▸ AVAILABLE RECORDS:
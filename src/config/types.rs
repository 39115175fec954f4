//! Configuration data types for dockhand.

use std::time::Duration;

use ortho_config::{OrthoConfig, OrthoResult, PostMergeContext, PostMergeHook};
use serde::{Deserialize, Serialize};

use crate::engine::{DEFAULT_TIMEOUT_SECS, PathStyle};
use crate::error::{ConfigError, Result};

/// Engine binary invoked when none is configured.
pub const DEFAULT_ENGINE_BINARY: &str = "docker";

/// Engine command-line tool configuration.
#[derive(Debug, Clone, PartialEq, Eq, Deserialize, Serialize)]
#[serde(default)]
pub struct EngineConfig {
    /// Engine binary name or path.
    pub binary: String,

    /// Path syntax the engine CLI expects. Unset means the host platform's.
    pub path_style: Option<PathStyle>,

    /// Seconds to wait for any single engine command.
    pub timeout_secs: u64,
}

impl Default for EngineConfig {
    fn default() -> Self {
        Self {
            binary: String::from(DEFAULT_ENGINE_BINARY),
            path_style: None,
            timeout_secs: DEFAULT_TIMEOUT_SECS,
        }
    }
}

impl EngineConfig {
    /// Return the configured path style, falling back to the host's.
    #[must_use]
    pub fn resolved_path_style(&self) -> PathStyle {
        self.path_style.unwrap_or_else(PathStyle::host)
    }

    /// Return the command timeout.
    #[must_use]
    pub const fn timeout(&self) -> Duration {
        Duration::from_secs(self.timeout_secs)
    }

    /// Check that the engine settings can drive a command.
    ///
    /// # Errors
    ///
    /// Returns `ConfigError::MissingRequired` for a blank binary and
    /// `ConfigError::InvalidValue` for a zero timeout.
    pub fn validate(&self) -> Result<()> {
        if self.binary.trim().is_empty() {
            return Err(ConfigError::MissingRequired {
                field: String::from("engine.binary"),
            }
            .into());
        }
        if self.timeout_secs == 0 {
            return Err(ConfigError::InvalidValue {
                field: String::from("engine.timeout_secs"),
                reason: String::from("must be at least one second"),
            }
            .into());
        }
        Ok(())
    }
}

/// Root application configuration.
///
/// Loaded with layered precedence (lowest to highest): defaults,
/// configuration file, environment variables, command-line arguments.
///
/// Configuration files are discovered in this order:
/// 1. Path specified via `DOCKHAND_CONFIG_PATH` environment variable
/// 2. `.dockhand.toml` in the current working directory
/// 3. `.dockhand.toml` in the home directory
/// 4. `~/.config/dockhand/config.toml` (XDG default)
#[derive(Debug, Clone, Default, PartialEq, Eq, Deserialize, Serialize, OrthoConfig)]
#[ortho_config(
    prefix = "DOCKHAND",
    post_merge_hook,
    discovery(
        app_name = "dockhand",
        env_var = "DOCKHAND_CONFIG_PATH",
        config_file_name = "config.toml",
        dotfile_name = ".dockhand.toml",
        config_cli_long = "config",
        config_cli_visible = true,
    )
)]
pub struct AppConfig {
    /// Engine endpoint, forwarded to the engine CLI as `DOCKER_HOST`.
    pub engine_host: Option<String>,

    /// Engine command-line tool configuration.
    #[serde(default)]
    #[ortho_config(skip_cli)]
    pub engine: EngineConfig,
}

impl AppConfig {
    /// Trim engine values and drop a blank engine host. Idempotent.
    pub fn normalise(&mut self) {
        self.engine_host = self
            .engine_host
            .take()
            .map(|host| String::from(host.trim()))
            .filter(|host| !host.is_empty());
        self.engine.binary = String::from(self.engine.binary.trim());
    }
}

impl PostMergeHook for AppConfig {
    fn post_merge(&mut self, _ctx: &PostMergeContext) -> OrthoResult<()> {
        self.normalise();
        Ok(())
    }
}
//! Parsing of engine CLI text output.

use crate::error::{DockhandError, OutputError};

/// Header names that mark the command column of a process listing.
const COMMAND_COLUMNS: &[&str] = &["CMD", "COMMAND", "NAME"];

/// Extract process command names from `top` output.
///
/// The first line is a header and is always discarded. The header is also
/// used to locate the command column: Linux engines print it last (`CMD`),
/// Windows engines print it first (`Name`). Headers naming neither fall back
/// to the first column. Empty lines are skipped.
///
/// # Errors
///
/// Returns `OutputError::Malformed` when the output has no lines at all, or
/// when a non-empty line has no token in the command column.
pub fn parse_process_list(stdout: &str) -> Result<Vec<String>, DockhandError> {
    let mut lines = stdout.lines();
    let Some(header) = lines.next() else {
        return Err(malformed(stdout));
    };
    let column = command_column(header);

    lines
        .filter(|line| !line.is_empty())
        .map(|line| {
            line.split_whitespace()
                .nth(column)
                .map(String::from)
                .ok_or_else(|| malformed(line))
        })
        .collect()
}

/// Extract a single identifier from command output.
///
/// # Errors
///
/// Returns `OutputError::Malformed` when the trimmed output is empty.
pub fn parse_identifier(stdout: &str) -> Result<String, DockhandError> {
    let trimmed = stdout.trim();
    if trimmed.is_empty() {
        return Err(malformed(stdout));
    }
    Ok(String::from(trimmed))
}

fn command_column(header: &str) -> usize {
    header
        .split_whitespace()
        .position(|name| {
            COMMAND_COLUMNS
                .iter()
                .any(|candidate| name.eq_ignore_ascii_case(candidate))
        })
        .unwrap_or(0)
}

fn malformed(raw: &str) -> DockhandError {
    DockhandError::from(OutputError::Malformed {
        raw: String::from(raw),
    })
}
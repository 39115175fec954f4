//! Shared doubles for engine unit tests.

use std::io;
use std::sync::{Arc, Mutex, PoisonError};
use std::time::Duration;

use mockall::mock;

use super::executor::{
    Diagnostics, JoinOutcome, OutputSink, ProcessHandle, ProcessRunner, ProcessSpec,
};

mock! {
    pub(crate) Runner {}

    impl ProcessRunner for Runner {
        fn start(
            &self,
            spec: &ProcessSpec,
            stdout: OutputSink,
            stderr: OutputSink,
        ) -> io::Result<Box<dyn ProcessHandle>>;
    }
}

/// Canned behaviour for one process start.
#[derive(Debug, Clone)]
pub(crate) enum Scripted {
    /// The process exits with `status` after writing the given output.
    Exit {
        status: i32,
        stdout: &'static str,
        stderr: &'static str,
    },
    /// The process outlives the timeout.
    TimedOut,
    /// The runner cannot start the process.
    StartFails,
    /// The process starts but cannot be waited on.
    JoinFails,
}

impl Scripted {
    pub(crate) const fn ok(stdout: &'static str) -> Self {
        Self::Exit {
            status: 0,
            stdout,
            stderr: "",
        }
    }

    pub(crate) const fn failed(status: i32, stderr: &'static str) -> Self {
        Self::Exit {
            status,
            stdout: "",
            stderr,
        }
    }
}

struct FixedHandle {
    outcome: Option<JoinOutcome>,
}

impl ProcessHandle for FixedHandle {
    fn join_with_timeout(&mut self, _timeout: Duration) -> io::Result<JoinOutcome> {
        self.outcome
            .ok_or_else(|| io::Error::other("wait interrupted"))
    }
}

/// Every process spec a scripted runner was asked to start.
pub(crate) type StartLog = Arc<Mutex<Vec<ProcessSpec>>>;

/// Build a runner that answers each start with `script(argv)`.
pub(crate) fn scripted_runner<F>(script: F) -> (MockRunner, StartLog)
where
    F: Fn(&[String]) -> Scripted + Send + 'static,
{
    let log: StartLog = Arc::new(Mutex::new(Vec::new()));
    let log_for_closure = Arc::clone(&log);
    let mut runner = MockRunner::new();

    runner
        .expect_start()
        .returning(move |spec, stdout, stderr| {
            log_for_closure
                .lock()
                .unwrap_or_else(PoisonError::into_inner)
                .push(spec.clone());

            let outcome = match script(spec.argv.as_slice()) {
                Scripted::Exit {
                    status,
                    stdout: out,
                    stderr: err,
                } => {
                    stdout.write(out.as_bytes());
                    stderr.write(err.as_bytes());
                    Some(JoinOutcome::Exited(status))
                }
                Scripted::TimedOut => Some(JoinOutcome::TimedOut),
                Scripted::StartFails => {
                    return Err(io::Error::new(
                        io::ErrorKind::NotFound,
                        "program not found",
                    ));
                }
                Scripted::JoinFails => None,
            };
            let handle: Box<dyn ProcessHandle> = Box::new(FixedHandle { outcome });
            Ok(handle)
        });

    (runner, log)
}

/// Return the argv of every recorded start.
pub(crate) fn started_argvs(log: &StartLog) -> Vec<Vec<String>> {
    log.lock()
        .unwrap_or_else(PoisonError::into_inner)
        .iter()
        .map(|spec| spec.argv.clone())
        .collect()
}

/// Return every recorded start.
pub(crate) fn started_specs(log: &StartLog) -> Vec<ProcessSpec> {
    log.lock().unwrap_or_else(PoisonError::into_inner).clone()
}

/// [`Diagnostics`] that keeps everything it is told.
#[derive(Debug, Default)]
pub(crate) struct RecordingDiagnostics {
    commands: Mutex<Vec<String>>,
    notes: Mutex<Vec<String>>,
}

impl RecordingDiagnostics {
    pub(crate) fn commands(&self) -> Vec<String> {
        self.commands
            .lock()
            .unwrap_or_else(PoisonError::into_inner)
            .clone()
    }

    pub(crate) fn notes(&self) -> Vec<String> {
        self.notes
            .lock()
            .unwrap_or_else(PoisonError::into_inner)
            .clone()
    }
}

impl Diagnostics for RecordingDiagnostics {
    fn command(&self, rendered: &str) {
        self.commands
            .lock()
            .unwrap_or_else(PoisonError::into_inner)
            .push(String::from(rendered));
    }

    fn note(&self, message: &str) {
        self.notes
            .lock()
            .unwrap_or_else(PoisonError::into_inner)
            .push(String::from(message));
    }
}
//! Command lines with maskable arguments.
//!
//! A [`CommandLine`] carries every argument in full for execution, but renders
//! masked arguments as [`MASK_PLACEHOLDER`] in both `Display` and `Debug`
//! output so secrets never reach a diagnostic surface.

use std::fmt;

/// Text shown in place of a masked argument.
pub const MASK_PLACEHOLDER: &str = "********";

/// A single command-line argument.
#[derive(Clone, PartialEq, Eq)]
pub struct Arg {
    value: String,
    masked: bool,
}

impl Arg {
    /// Create a plain argument.
    #[must_use]
    pub fn plain(value: impl Into<String>) -> Self {
        Self {
            value: value.into(),
            masked: false,
        }
    }

    /// Create an argument whose value must never be rendered.
    #[must_use]
    pub fn masked(value: impl Into<String>) -> Self {
        Self {
            value: value.into(),
            masked: true,
        }
    }

    /// Return whether the argument is masked.
    #[must_use]
    pub const fn is_masked(&self) -> bool {
        self.masked
    }

    /// Return the real value, for execution only.
    #[must_use]
    pub fn value(&self) -> &str {
        &self.value
    }
}

impl fmt::Display for Arg {
    fn fmt(&self, f: &mut fmt::Formatter<'_>) -> fmt::Result {
        if self.masked {
            return f.write_str(MASK_PLACEHOLDER);
        }
        let needs_quotes = self.value.is_empty()
            || self
                .value
                .contains(|c: char| c.is_whitespace() || c == '"');
        if !needs_quotes {
            return f.write_str(&self.value);
        }
        f.write_str("\"")?;
        for c in self.value.chars() {
            if matches!(c, '"' | '\\') {
                f.write_str("\\")?;
            }
            write!(f, "{c}")?;
        }
        f.write_str("\"")
    }
}

impl fmt::Debug for Arg {
    fn fmt(&self, f: &mut fmt::Formatter<'_>) -> fmt::Result {
        let shown = if self.masked {
            MASK_PLACEHOLDER
        } else {
            self.value.as_str()
        };
        f.debug_struct("Arg")
            .field("value", &shown)
            .field("masked", &self.masked)
            .finish()
    }
}

/// An ordered program invocation.
///
/// The first argument is the program.
#[derive(Debug, Clone, Default, PartialEq, Eq)]
pub struct CommandLine {
    args: Vec<Arg>,
}

impl CommandLine {
    /// Start a command line with the given program.
    #[must_use]
    pub fn new(program: impl Into<String>) -> Self {
        Self {
            args: vec![Arg::plain(program)],
        }
    }

    /// Append a plain argument.
    #[must_use]
    pub fn arg(mut self, value: impl Into<String>) -> Self {
        self.push(value);
        self
    }

    /// Append several plain arguments.
    #[must_use]
    pub fn args<I, S>(mut self, values: I) -> Self
    where
        I: IntoIterator<Item = S>,
        S: Into<String>,
    {
        self.args.extend(values.into_iter().map(Arg::plain));
        self
    }

    /// Append a plain argument in place.
    pub fn push(&mut self, value: impl Into<String>) {
        self.args.push(Arg::plain(value));
    }

    /// Append a masked argument in place.
    pub fn push_masked(&mut self, value: impl Into<String>) {
        self.args.push(Arg::masked(value));
    }

    /// Return the program name.
    #[must_use]
    pub fn program(&self) -> &str {
        self.args.first().map_or("", Arg::value)
    }

    /// Return every argument, program included.
    #[must_use]
    pub fn as_args(&self) -> &[Arg] {
        &self.args
    }

    /// Return the real argument vector handed to the process runner.
    #[must_use]
    pub fn to_argv(&self) -> Vec<String> {
        self.args.iter().map(|arg| arg.value.clone()).collect()
    }
}

impl fmt::Display for CommandLine {
    fn fmt(&self, f: &mut fmt::Formatter<'_>) -> fmt::Result {
        let mut first = true;
        for arg in &self.args {
            if !first {
                f.write_str(" ")?;
            }
            first = false;
            write!(f, "{arg}")?;
        }
        Ok(())
    }
}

▸ WHAT NEEDS TO BE DONE:
Copy every line from the material in which the word "DockhandError" can be found.

▸ RESULT BELOW:
use crate::error::{DockhandError, OutputError};
pub fn parse_process_list(stdout: &str) -> Result<Vec<String>, DockhandError> {
pub fn parse_identifier(stdout: &str) -> Result<String, DockhandError> {
fn malformed(raw: &str) -> DockhandError {
    DockhandError::from(OutputError::Malformed {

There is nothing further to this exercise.